[Task prompt] Nothing but a number is expected: the count of lines in the data below that include "into".

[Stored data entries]
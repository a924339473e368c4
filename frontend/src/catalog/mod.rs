pub mod api;
pub mod components;
pub mod ops;
pub mod panel;
pub mod prompt;
pub mod state;
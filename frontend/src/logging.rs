use log::{Level, LevelFilter, Log, Metadata, Record};
use wasm_bindgen::JsValue;
use web_sys::console;

/// Routes `log` records to the browser console.
struct ConsoleLogger;

static LOGGER: ConsoleLogger = ConsoleLogger;

impl Log for ConsoleLogger {
    fn enabled(&self, metadata: &Metadata) -> bool {
        metadata.level() <= log::max_level()
    }

    fn log(&self, record: &Record) {
        if !self.enabled(record.metadata()) {
            return;
        }
        let line = JsValue::from(format!(
            "[{}] {}: {}",
            record.level(),
            record.target(),
            record.args()
        ));
        match record.level() {
            Level::Error => console::error_1(&line),
            Level::Warn => console::warn_1(&line),
            Level::Info => console::info_1(&line),
            Level::Debug | Level::Trace => console::debug_1(&line),
        }
    }

    fn flush(&self) {}
}

/// Installs the console logger at `Info`. A second call is a no-op.
pub fn init() {
    if log::set_logger(&LOGGER).is_ok() {
        log::set_max_level(level_for(false));
    }
}

fn level_for(debug: bool) -> LevelFilter {
    if debug {
        LevelFilter::Debug
    } else {
        LevelFilter::Info
    }
}

/// Raises or restores the level once `DEBUG_MODE` is known.
pub fn set_debug(debug: bool) {
    log::set_max_level(level_for(debug));
}
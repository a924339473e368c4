use lazy_static::lazy_static;
use web_sys::window;

pub const DEFAULT_API_BASE_URL: &str = "https://huy-7xbr.onrender.com";
pub const DEFAULT_APP_NAME: &str = "Anh Em Tam Đa";

lazy_static! {
    pub static ref API_BASE_URL: String = get_api_base_url();
}

pub fn get_env_var(key: &str) -> Option<String> {
    let window = window()?;

    // Populated by env.js before the wasm bundle starts
    let env_config = js_sys::Reflect::get(&window, &"ENV_CONFIG".into()).ok()?;

    if env_config.is_undefined() {
        log::warn!("ENV_CONFIG is undefined - environment variables not loaded");
        return None;
    }

    let value = js_sys::Reflect::get(&env_config, &key.into()).ok()?;

    if !value.is_undefined() {
        value.as_string().filter(|v| !v.trim().is_empty())
    } else {
        log::warn!("Environment variable '{}' is undefined", key);
        None
    }
}

pub fn get_api_base_url() -> String {
    get_env_var("VIDEO_API_URL").unwrap_or_else(|| DEFAULT_API_BASE_URL.to_string())
}

pub fn get_app_name() -> String {
    get_env_var("APP_NAME").unwrap_or_else(|| DEFAULT_APP_NAME.to_string())
}

pub fn is_debug_mode() -> bool {
    get_env_var("DEBUG_MODE")
        .unwrap_or_else(|| "false".to_string())
        .parse()
        .unwrap_or(false)
}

[Task response] 2